Визитка. История одной опечатки - стр. 3
Лишь одна картина – работа жены, ее автопортрет в образе Гамаюна, единственное, что сохранилось в память о Кате, не считая нескольких чудом выживших фотографий (прочие в минуту злого затмения он сжег еще при ее жизни), продолжала храниться у Сыча на антресолях. Время от времени Колька доставал картину, разглядывал, не слезая со стула, и аккуратно завернув в льняное полотенце, возвращал на место.
Жили они в квартире Катиной бабушки, благополучно скончавшейся вскоре после их веселой босятской свадьбы. Однокомнатное семейное гнездышко, до невообразимости захламленное книгами, пирамидами старых журналов, и пыльными картинами, казалось раем, несмотря на то, что ремонта там не было, пожалуй, со времен бабушкиной молодости. Первоначальный запал Сыча начать его, и как-то все обустроить, постепенно утих. Кате это было не нужно. Худенькая, всегда чуть истеричная от переизбытка страсти, она существовала в собственном, вполне благополучно устроенном параллельном мире Высокого Искусства и Предназначения, довольствуясь общением с миром реальным в основном добычей физиологических удовольствий. И первое время Кольку это вполне устраивало.
Она писала птиц. Одних птиц. Все больше сказочных, фантастических, и сама жила, как птичка божья. Просыпаясь, долго нежилась, капризничала, если Сыч находился дома, и он, зная, что должно последовать за этими капризами, томясь от нежности и желания, кормил жену завтраком прямо в постели. Он весь тогда находился во власти ее поцелуев и ласки, и плевать ему было, что беспорядок, что посуда с вечера ночует на столе, среди невытравляемых, деловитых тараканов, что не сходи он в магазин – холодильник до скончания мира будет морозить в своей пустой утробе каменно-засохший сырок, что сущая мука найти утром пару чистых, не драных носок!
Днем Катя работала, усугубляя и без того страшный беспорядок, а вечерами к ним приходили гости. В основном бесчисленные Катины знакомые, которых она заводила с ужасающей легкостью и быстротой, и которых Сыч давно бросил классифицировать. Присутствовала среди этих гостей и ненавистная Кольке порода людей – хамоватых, неопрятных, с постоянным налетом усталости от жизни, ничего, кроме ядовитых выделений, не созидающих. Но ему доставляло удовольствие, что Катя, поначалу приняв немощь за талант, быстро соглашалась с ним, когда он, чуть погодя, давал едкие характеристики и комментарии. Пожалуй, Колька терпел этих людей, только ради того, чтобы после безжалостно перемолоть их кости под одобрительный смех Кати. Сам Сыч чувствовал в ту пору злой упругий напор, жажду творить, идти вперед, уверенность, что еще немного, и какой-то рубеж, после которого все станет просто и ясно, будет взят, и откроется новая сияющая перспектива.
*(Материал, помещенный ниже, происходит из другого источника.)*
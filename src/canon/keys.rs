/// Canonical identity keys
///
/// Pure functions of already-resolved names. Formats:
/// - type: canonical name, falling back to the simple name
/// - field: `<type>/field/<name>`
/// - method: `<type>/method/<name>(<T1> <n1>, <T2> <n2>)`
/// - parameter: `<method>/parameter/<name>`

/// Key of a class or interface.
pub fn type_key(canonical_name: Option<&str>, simple_name: &str) -> String {
    match canonical_name {
        Some(name) => name.to_string(),
        None => simple_name.to_string(),
    }
}

pub fn field_key(owner_type_key: &str, field_name: &str) -> String {
    format!("{}/field/{}", owner_type_key, field_name)
}

/// Method key from `(type, name)` parameter pairs in declaration order.
///
/// Parameter names are part of the key, so overloads that differ only in a
/// parameter name get distinct keys.
pub fn method_key<'a, I>(owner_type_key: &str, method_name: &str, parameters: I) -> String
where
    I: IntoIterator<Item = (&'a str, &'a str)>,
{
    let rendered: Vec<String> = parameters
        .into_iter()
        .map(|(type_name, name)| format!("{} {}", type_name, name))
        .collect();
    format!(
        "{}/method/{}({})",
        owner_type_key,
        method_name,
        rendered.join(", ")
    )
}

pub fn parameter_key(method_key: &str, parameter_name: &str) -> String {
    format!("{}/parameter/{}", method_key, parameter_name)
}

#[cfg(test)]
mod tests {
    use super::*;

    #[test]
    fn test_type_key_falls_back_to_simple_name() {
        assert_eq!(type_key(Some("com.example.Doctor"), "Doctor"), "com.example.Doctor");
        assert_eq!(type_key(None, "LocalHelper"), "LocalHelper");
    }

    #[test]
    fn test_field_key() {
        assert_eq!(field_key("com.example.Doctor", "a"), "com.example.Doctor/field/a");
    }

    #[test]
    fn test_method_key_renders_type_and_name_pairs() {
        let key = method_key(
            "com.example.Greeter",
            "greet",
            [("java.lang.String", "a"), ("int", "d")],
        );
        assert_eq!(
            key,
            "com.example.Greeter/method/greet(java.lang.String a, int d)"
        );
        assert_eq!(method_key("A", "run", []), "A/method/run()");
    }

    #[test]
    fn test_parameter_names_distinguish_overloads() {
        let first = method_key("A", "m", [("int", "x")]);
        let second = method_key("A", "m", [("int", "y")]);
        assert_ne!(first, second);
    }

    #[test]
    fn test_parameter_key() {
        let method = method_key("A", "m", [("int", "x")]);
        assert_eq!(parameter_key(&method, "x"), "A/method/m(int x)/parameter/x");
    }
}
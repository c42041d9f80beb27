/// Type-variable detection
use crate::declarations::TypeMirror;

/// True when the type is a type parameter, or a parameterized type with a
/// type parameter among its direct arguments.
///
/// Only one level of type arguments is inspected: `List<List<T>>` is not
/// flagged.
pub fn has_type_variable(mirror: &TypeMirror) -> bool {
    match mirror {
        TypeMirror::TypeVariable(_) => true,
        TypeMirror::Declared { type_arguments, .. } => {
            type_arguments.iter().any(TypeMirror::is_type_variable)
        }
        _ => false,
    }
}
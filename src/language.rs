//! Language Support - tree-sitter grammar configuration
//!
//! Only Java sources are read. All parser setup goes through here.

use anyhow::Result;
use std::path::Path;
use tree_sitter::Parser;

/// File extension of the sources the generator reads.
pub const JAVA_EXTENSION: &str = "java";

/// Tree-sitter grammar for Java.
pub fn java_language() -> tree_sitter::Language {
    tree_sitter_java::LANGUAGE.into()
}

/// Parser configured for Java.
pub fn java_parser() -> Result<Parser> {
    let mut parser = Parser::new();
    parser
        .set_language(&java_language())
        .map_err(|e| anyhow::anyhow!("Failed to set Java parser language: {}", e))?;
    Ok(parser)
}

/// True for `.java` files.
pub fn is_java_source(path: &Path) -> bool {
    path.extension()
        .and_then(|ext| ext.to_str())
        .is_some_and(|ext| ext == JAVA_EXTENSION)
}
//! Language Extractors Module
//!
//! Tree-sitter based front ends. Each one parses source code and produces the
//! declaration tree (`crate::declarations`) the canonicalization engine reads.
//!
//! - `java` - class and interface declarations of `.java` files

pub mod java;

pub use java::{ImportTable, JavaExtractor, PackageIndex};
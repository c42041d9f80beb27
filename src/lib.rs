// Clump AST Generator - canonical declaration records from Java sources
//
// Parses Java compilation units with tree-sitter and writes one JSON record
// per class or interface declaration, the input of data-clump mining.
// Architecture: front end (extractors) -> declaration tree -> canon -> emit.

// Declaration tree shared by front ends and the canonicalization engine
pub mod declarations;

// Canonicalization engine: positions, names, keys, records
pub mod canon;
pub mod records;

// Tree-sitter front end
pub mod extractors;
pub mod language;

// Run driver and artifact store
pub mod config;
pub mod emit;
pub mod error;
pub mod pipeline;

pub mod utils;

pub use config::{CollisionPolicy, Config};
pub use emit::{ArtifactStore, Emitted};
pub use error::AstGenError;
pub use pipeline::{run, RunSummary};
pub use records::{AstPosition, FieldRecord, MethodRecord, ParameterRecord, TypeKind, TypeRecord};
Эти вечеринки, с одной стороны утомляли и отвлекали, а с другой подпитывали уверенность в собственном правильном пути. И он присутствовал, малоразговорчивый, улыбающийся, ухаживающий за гостями, наблюдающий, любующийся женой, и держал у самого сердца, никому не раскрывая, чистый бриллиант собственных надежд.
Пили, как правило, дешевый портвейн, говорили об искусстве, скатываясь, всякий раз по закону синусоиды на более приземленные темы анекдотов и смешных житейских историй. Иногда, отдавая дань глупой моде, курили марихуану. Все это вертелось по орбите, центром которой была Катя. Желая доставить ей удовольствие, и зная, как это сделать, кто-то всякий раз начинал восхищаться ее работами, зачастую, по-мнению Сыча, перебарщивая в пьяном рвении. Катя плыла от похвалы и вина счастливым румянцем, смеялась, но когда все расходились, вдруг начинала рыдать на Колькиной груди, сетуя, что все они врут, что она бездарна, жизнь у нее пустая, и Сыч скоро ее разлюбит! Колька утешал жену, баюкал в объятиях, находил, чтобы поцеловать потекшие тушью глаза, но в какой-то момент мелькнула у него холодная раздражительная мысль, что, может, так оно и есть. Надо Кате успокоиться, заняться домом, семьей, подумать о ребенке, в конце концов, и забыть своих жар-птиц.